Penulis Konten | warungwisata.com | Email : himammiladi@gmail.com

Selanjutnya

Tutup

Sosbud Pilihan

Antara Banser, FPI, dan Konflik di Papua

25 Agustus 2019   21:51 Diperbarui: 26 Agustus 2019   06:08 1373
+
Laporkan Konten
Laporkan Akun
Kompasiana adalah platform blog. Konten ini menjadi tanggung jawab bloger dan tidak mewakili pandangan redaksi Kompas.
Lihat foto
Sosbud. Sumber ilustrasi: KOMPAS.com/Pesona Indonesia

Anggota Dewan Perwakilan Daerah (DPD) terpilih asal Papua, Yorrys Th Raweyai menyebut ada 7 tuntutan masyarakat Papua ketika dirinya hadir menemani Kapolri Tito Karnavian dan Menkopolhukan Wiranto yang datang ke Papua pada Kamis (22/8). Menurut Yorrys, tuntutan itu bukanlah darinya, tapi dari masyarakat Sorong dan Manokwari yang dibacakan pada demonstrasi Rabu 21 Agustus 2019.
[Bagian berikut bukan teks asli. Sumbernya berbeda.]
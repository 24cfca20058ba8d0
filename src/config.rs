// SPDX-License-Identifier: MIT
// Copyright (c) 2025 Thomas Junier

use std::{
    collections::HashMap,
    env, fs,
    path::{Path, PathBuf},
};

use crate::errors::ContigFilterError;

/// Name under which the module is registered; also the deploy config section.
pub const SERVICE_NAME: &str = "landContigFilter";

pub const CALLBACK_URL_VAR: &str = "SDK_CALLBACK_URL";
pub const DEPLOY_CONFIG_VAR: &str = "KB_DEPLOYMENT_CONFIG";
pub const AUTH_TOKEN_VAR: &str = "KB_AUTH_TOKEN";

const DEFAULT_SERVICE_VER: &str = "release";

/// Process configuration, read once at start-up and handed to the module explicitly.
#[derive(Debug, Clone, PartialEq, Eq)]
pub struct Config {
    pub callback_url: String,
    pub scratch: PathBuf,
    pub token: Option<String>,
    pub service_ver: String,
}

impl Config {
    pub fn new(callback_url: &str, scratch: &Path) -> Self {
        Config {
            callback_url: callback_url.to_string(),
            scratch: scratch.to_path_buf(),
            token: None,
            service_ver: String::from(DEFAULT_SERVICE_VER),
        }
    }

    pub fn with_token(mut self, token: Option<String>) -> Self {
        self.token = token.filter(|t| !t.trim().is_empty());
        self
    }

    /// Builds the configuration from the SDK environment. Explicit values (e.g. from the command
    /// line) take precedence over the environment.
    pub fn from_env(
        callback_url: Option<String>,
        scratch: Option<PathBuf>,
        deploy_config: Option<PathBuf>,
    ) -> Result<Self, ContigFilterError> {
        let callback_url = match callback_url {
            Some(url) => url,
            None => env::var(CALLBACK_URL_VAR).map_err(|_| {
                ContigFilterError::Config(format!("{} is not set", CALLBACK_URL_VAR))
            })?,
        };
        let scratch = match scratch {
            Some(path) => path,
            None => {
                let path = match deploy_config {
                    Some(path) => path,
                    None => env::var(DEPLOY_CONFIG_VAR).map(PathBuf::from).map_err(|_| {
                        ContigFilterError::Config(format!(
                            "no scratch directory given and {} is not set",
                            DEPLOY_CONFIG_VAR
                        ))
                    })?,
                };
                scratch_from_deploy_config(&path)?
            }
        };
        let token = env::var(AUTH_TOKEN_VAR).ok();
        Ok(Config::new(&callback_url, &scratch).with_token(token))
    }
}

fn scratch_from_deploy_config(path: &Path) -> Result<PathBuf, ContigFilterError> {
    let text = fs::read_to_string(path).map_err(|e| {
        ContigFilterError::Config(format!("Error reading {}: {}", path.display(), e))
    })?;
    let section = parse_ini_section(&text, SERVICE_NAME);
    section
        .get("scratch")
        .map(PathBuf::from)
        .ok_or_else(|| {
            ContigFilterError::Config(format!(
                "{}: no 'scratch' key in [{}]",
                path.display(),
                SERVICE_NAME
            ))
        })
}

/// Key/value pairs of one `[section]` of an INI-style deploy config.
pub fn parse_ini_section(text: &str, wanted: &str) -> HashMap<String, String> {
    let mut values = HashMap::new();
    let mut in_section = false;
    for line in text.lines() {
        let line = line.trim();
        if line.is_empty() || line.starts_with('#') || line.starts_with(';') {
            continue;
        }
        if let Some(name) = line.strip_prefix('[').and_then(|l| l.strip_suffix(']')) {
            in_section = name.trim() == wanted;
            continue;
        }
        if !in_section {
            continue;
        }
        // Whichever delimiter comes first separates the key, so values may contain the other.
        if let Some(at) = line.find(['=', ':']) {
            let (key, value) = (&line[..at], &line[at + 1..]);
            values.insert(key.trim().to_lowercase(), value.trim().to_string());
        }
    }
    values
}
"Artinya Presiden harus datang. Kemudian usut tuntas kasus ini," kata Yorrys ketika ditemui di Cikini, Jakarta Pusat, Sabtu (24/8/2019).

Berikut tujuh tuntutan massa di Sorong saat aksi demo yang berlangsung di lapangan Apel Kantor Wali Kota Sorong, pada Rabu 21 Agustus 2019.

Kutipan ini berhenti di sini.